- Exercise details -
Output all of the entries below precisely as written.

- Data for analysis -
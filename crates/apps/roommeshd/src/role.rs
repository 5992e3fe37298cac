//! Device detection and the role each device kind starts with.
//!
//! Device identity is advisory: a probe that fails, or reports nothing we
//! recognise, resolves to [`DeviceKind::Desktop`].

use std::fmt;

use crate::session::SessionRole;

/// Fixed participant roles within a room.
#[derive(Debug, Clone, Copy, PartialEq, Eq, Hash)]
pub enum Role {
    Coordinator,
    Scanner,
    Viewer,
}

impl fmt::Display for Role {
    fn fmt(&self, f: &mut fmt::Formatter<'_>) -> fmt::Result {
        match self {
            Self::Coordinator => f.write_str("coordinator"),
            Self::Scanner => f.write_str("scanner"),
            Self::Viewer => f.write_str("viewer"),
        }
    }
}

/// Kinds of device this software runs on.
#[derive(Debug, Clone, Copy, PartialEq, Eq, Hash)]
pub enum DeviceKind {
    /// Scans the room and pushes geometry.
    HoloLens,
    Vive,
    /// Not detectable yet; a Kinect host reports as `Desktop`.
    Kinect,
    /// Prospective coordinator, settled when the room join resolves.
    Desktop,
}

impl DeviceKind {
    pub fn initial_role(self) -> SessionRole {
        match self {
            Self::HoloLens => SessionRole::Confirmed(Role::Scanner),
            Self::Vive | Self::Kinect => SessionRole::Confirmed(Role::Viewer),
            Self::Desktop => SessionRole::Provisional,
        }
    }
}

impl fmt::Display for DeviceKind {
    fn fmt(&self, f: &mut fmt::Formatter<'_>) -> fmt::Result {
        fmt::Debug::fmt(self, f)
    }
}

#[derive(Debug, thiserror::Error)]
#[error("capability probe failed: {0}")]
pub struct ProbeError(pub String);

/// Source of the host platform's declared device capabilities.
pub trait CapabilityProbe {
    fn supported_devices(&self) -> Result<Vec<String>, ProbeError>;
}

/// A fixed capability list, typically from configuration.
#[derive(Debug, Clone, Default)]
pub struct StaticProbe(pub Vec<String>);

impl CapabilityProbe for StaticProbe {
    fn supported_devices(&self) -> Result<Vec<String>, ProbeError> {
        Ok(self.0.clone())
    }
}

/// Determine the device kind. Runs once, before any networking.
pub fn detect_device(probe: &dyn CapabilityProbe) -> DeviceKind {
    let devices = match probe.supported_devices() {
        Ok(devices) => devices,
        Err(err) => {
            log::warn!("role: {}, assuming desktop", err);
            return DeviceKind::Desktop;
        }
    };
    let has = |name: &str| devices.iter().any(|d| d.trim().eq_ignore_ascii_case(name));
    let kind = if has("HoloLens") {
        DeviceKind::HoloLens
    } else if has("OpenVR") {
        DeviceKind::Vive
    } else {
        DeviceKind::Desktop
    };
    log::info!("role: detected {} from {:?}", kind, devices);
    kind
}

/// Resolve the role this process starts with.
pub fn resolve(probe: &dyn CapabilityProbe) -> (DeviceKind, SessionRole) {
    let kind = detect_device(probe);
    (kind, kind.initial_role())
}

- Answer space -
filename crates/apps/roommeshd/src/role.rs
repository 5992e3fe37298cac
//! Device detection and the role each device kind starts with.
//!
//! Device identity is advisory: a probe that fails, or reports nothing we
//! recognise, resolves to [`DeviceKind::Desktop`].

use std::fmt;

use crate::session::SessionRole;

/// Fixed participant roles within a room.
#[derive(Debug, Clone, Copy, PartialEq, Eq, Hash)]
pub enum Role {
    Coordinator,
    Scanner,
    Viewer,
}

impl fmt::Display for Role {
    fn fmt(&self, f: &mut fmt::Formatter<'_>) -> fmt::Result {
        match self {
            Self::Coordinator => f.write_str("coordinator"),
            Self::Scanner => f.write_str("scanner"),
            Self::Viewer => f.write_str("viewer"),
        }
    }
}

/// Kinds of device this software runs on.
#[derive(Debug, Clone, Copy, PartialEq, Eq, Hash)]
pub enum DeviceKind {
    /// Scans the room and pushes geometry.
    HoloLens,
    Vive,
    /// Not detectable yet; a Kinect host reports as `Desktop`.
    Kinect,
    /// Prospective coordinator, settled when the room join resolves.
    Desktop,
}

impl DeviceKind {
    pub fn initial_role(self) -> SessionRole {
        match self {
            Self::HoloLens => SessionRole::Confirmed(Role::Scanner),
            Self::Vive | Self::Kinect => SessionRole::Confirmed(Role::Viewer),
            Self::Desktop => SessionRole::Provisional,
        }
    }
}

impl fmt::Display for DeviceKind {
    fn fmt(&self, f: &mut fmt::Formatter<'_>) -> fmt::Result {
        fmt::Debug::fmt(self, f)
    }
}

#[derive(Debug, thiserror::Error)]
#[error("capability probe failed: {0}")]
pub struct ProbeError(pub String);

/// Source of the host platform's declared device capabilities.
pub trait CapabilityProbe {
    fn supported_devices(&self) -> Result<Vec<String>, ProbeError>;
}

/// A fixed capability list, typically from configuration.
#[derive(Debug, Clone, Default)]
pub struct StaticProbe(pub Vec<String>);

impl CapabilityProbe for StaticProbe {
    fn supported_devices(&self) -> Result<Vec<String>, ProbeError> {
        Ok(self.0.clone())
    }
}

/// Determine the device kind. Runs once, before any networking.
pub fn detect_device(probe: &dyn CapabilityProbe) -> DeviceKind {
    let devices = match probe.supported_devices() {
        Ok(devices) => devices,
        Err(err) => {
            log::warn!("role: {}, assuming desktop", err);
            return DeviceKind::Desktop;
        }
    };
    let has = |name: &str| devices.iter().any(|d| d.trim().eq_ignore_ascii_case(name));
    let kind = if has("HoloLens") {
        DeviceKind::HoloLens
    } else if has("OpenVR") {
        DeviceKind::Vive
    } else {
        DeviceKind::Desktop
    };
    log::info!("role: detected {} from {:?}", kind, devices);
    kind
}

/// Resolve the role this process starts with.
pub fn resolve(probe: &dyn CapabilityProbe) -> (DeviceKind, SessionRole) {
    let kind = detect_device(probe);
    (kind, kind.initial_role())
}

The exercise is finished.